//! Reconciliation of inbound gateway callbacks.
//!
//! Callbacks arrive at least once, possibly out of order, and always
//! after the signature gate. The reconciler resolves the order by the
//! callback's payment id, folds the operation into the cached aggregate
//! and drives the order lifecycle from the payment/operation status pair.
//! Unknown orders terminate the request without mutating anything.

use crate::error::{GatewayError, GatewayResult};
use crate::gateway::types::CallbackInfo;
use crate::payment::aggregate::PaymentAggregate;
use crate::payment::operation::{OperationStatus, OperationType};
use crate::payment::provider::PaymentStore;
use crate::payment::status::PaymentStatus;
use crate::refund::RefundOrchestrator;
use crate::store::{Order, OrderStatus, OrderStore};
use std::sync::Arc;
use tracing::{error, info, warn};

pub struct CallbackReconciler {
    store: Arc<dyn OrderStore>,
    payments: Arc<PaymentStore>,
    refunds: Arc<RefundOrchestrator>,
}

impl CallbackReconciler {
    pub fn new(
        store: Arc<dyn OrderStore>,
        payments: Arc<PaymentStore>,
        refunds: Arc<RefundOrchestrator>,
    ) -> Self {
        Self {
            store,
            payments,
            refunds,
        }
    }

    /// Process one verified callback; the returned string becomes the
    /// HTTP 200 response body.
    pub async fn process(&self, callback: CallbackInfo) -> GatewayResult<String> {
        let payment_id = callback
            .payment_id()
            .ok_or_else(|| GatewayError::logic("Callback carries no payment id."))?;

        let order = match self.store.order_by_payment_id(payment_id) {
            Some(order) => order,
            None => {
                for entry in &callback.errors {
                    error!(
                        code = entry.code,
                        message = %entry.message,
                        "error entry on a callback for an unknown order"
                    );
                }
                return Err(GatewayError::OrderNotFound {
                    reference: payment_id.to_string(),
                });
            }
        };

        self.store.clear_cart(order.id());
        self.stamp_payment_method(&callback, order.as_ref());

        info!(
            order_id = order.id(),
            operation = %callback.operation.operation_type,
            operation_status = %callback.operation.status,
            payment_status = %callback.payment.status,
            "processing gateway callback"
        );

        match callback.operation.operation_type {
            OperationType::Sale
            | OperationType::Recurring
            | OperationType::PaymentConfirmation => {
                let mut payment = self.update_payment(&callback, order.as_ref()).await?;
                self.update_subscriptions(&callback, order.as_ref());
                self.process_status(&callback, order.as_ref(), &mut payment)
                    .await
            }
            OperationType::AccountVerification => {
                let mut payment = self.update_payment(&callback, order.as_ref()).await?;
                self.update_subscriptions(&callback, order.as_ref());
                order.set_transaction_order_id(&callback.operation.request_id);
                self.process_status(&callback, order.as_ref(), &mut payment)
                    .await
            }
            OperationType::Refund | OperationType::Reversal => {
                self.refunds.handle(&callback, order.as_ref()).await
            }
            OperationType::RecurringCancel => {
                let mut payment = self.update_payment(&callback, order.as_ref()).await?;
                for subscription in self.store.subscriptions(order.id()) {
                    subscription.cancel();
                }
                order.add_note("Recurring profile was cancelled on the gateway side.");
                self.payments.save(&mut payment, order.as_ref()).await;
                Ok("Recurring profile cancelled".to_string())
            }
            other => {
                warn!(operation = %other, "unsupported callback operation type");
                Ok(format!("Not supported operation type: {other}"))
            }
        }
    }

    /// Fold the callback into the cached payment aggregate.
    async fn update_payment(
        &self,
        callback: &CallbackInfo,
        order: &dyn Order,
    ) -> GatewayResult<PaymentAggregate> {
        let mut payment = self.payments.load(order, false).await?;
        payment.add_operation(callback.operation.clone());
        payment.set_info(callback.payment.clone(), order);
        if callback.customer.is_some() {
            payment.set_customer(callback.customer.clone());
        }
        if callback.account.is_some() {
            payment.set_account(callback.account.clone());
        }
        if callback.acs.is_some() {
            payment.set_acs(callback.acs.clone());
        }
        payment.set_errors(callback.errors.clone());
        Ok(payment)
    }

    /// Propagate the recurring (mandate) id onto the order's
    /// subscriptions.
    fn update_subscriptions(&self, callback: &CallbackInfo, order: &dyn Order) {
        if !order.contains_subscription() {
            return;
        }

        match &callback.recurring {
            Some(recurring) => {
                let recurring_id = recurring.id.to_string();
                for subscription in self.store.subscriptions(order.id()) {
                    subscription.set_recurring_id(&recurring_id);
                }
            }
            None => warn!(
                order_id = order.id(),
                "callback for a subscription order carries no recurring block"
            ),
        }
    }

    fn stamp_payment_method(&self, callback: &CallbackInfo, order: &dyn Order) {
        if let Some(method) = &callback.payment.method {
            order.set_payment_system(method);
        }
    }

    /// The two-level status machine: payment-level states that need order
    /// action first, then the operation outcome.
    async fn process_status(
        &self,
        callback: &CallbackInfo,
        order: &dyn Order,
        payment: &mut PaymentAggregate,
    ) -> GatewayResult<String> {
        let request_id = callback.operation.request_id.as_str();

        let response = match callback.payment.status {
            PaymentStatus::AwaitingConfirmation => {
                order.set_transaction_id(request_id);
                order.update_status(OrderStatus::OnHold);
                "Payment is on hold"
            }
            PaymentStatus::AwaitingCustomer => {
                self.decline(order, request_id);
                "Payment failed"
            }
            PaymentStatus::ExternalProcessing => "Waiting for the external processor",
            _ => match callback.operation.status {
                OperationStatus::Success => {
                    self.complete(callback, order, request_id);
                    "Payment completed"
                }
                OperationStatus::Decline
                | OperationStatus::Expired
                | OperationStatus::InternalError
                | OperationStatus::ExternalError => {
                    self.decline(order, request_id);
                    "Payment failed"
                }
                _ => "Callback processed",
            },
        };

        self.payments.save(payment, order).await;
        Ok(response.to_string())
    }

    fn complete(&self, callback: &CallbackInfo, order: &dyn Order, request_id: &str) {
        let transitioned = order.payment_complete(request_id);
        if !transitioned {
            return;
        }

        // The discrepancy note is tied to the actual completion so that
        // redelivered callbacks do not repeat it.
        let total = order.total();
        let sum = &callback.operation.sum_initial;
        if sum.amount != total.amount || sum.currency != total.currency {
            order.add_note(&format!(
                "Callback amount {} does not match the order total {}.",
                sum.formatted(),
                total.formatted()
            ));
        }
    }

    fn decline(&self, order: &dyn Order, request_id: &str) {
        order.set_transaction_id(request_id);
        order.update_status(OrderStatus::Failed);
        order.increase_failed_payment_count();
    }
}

◆ YOUR ASSIGNMENT
Among the lines above, return each one holding the string "OperationStatus".

◆ PROBLEM SOLUTION
use crate::payment::operation::{OperationStatus, OperationType};
                OperationStatus::Success => {
                OperationStatus::Decline
                | OperationStatus::Expired
                | OperationStatus::InternalError
                | OperationStatus::ExternalError => {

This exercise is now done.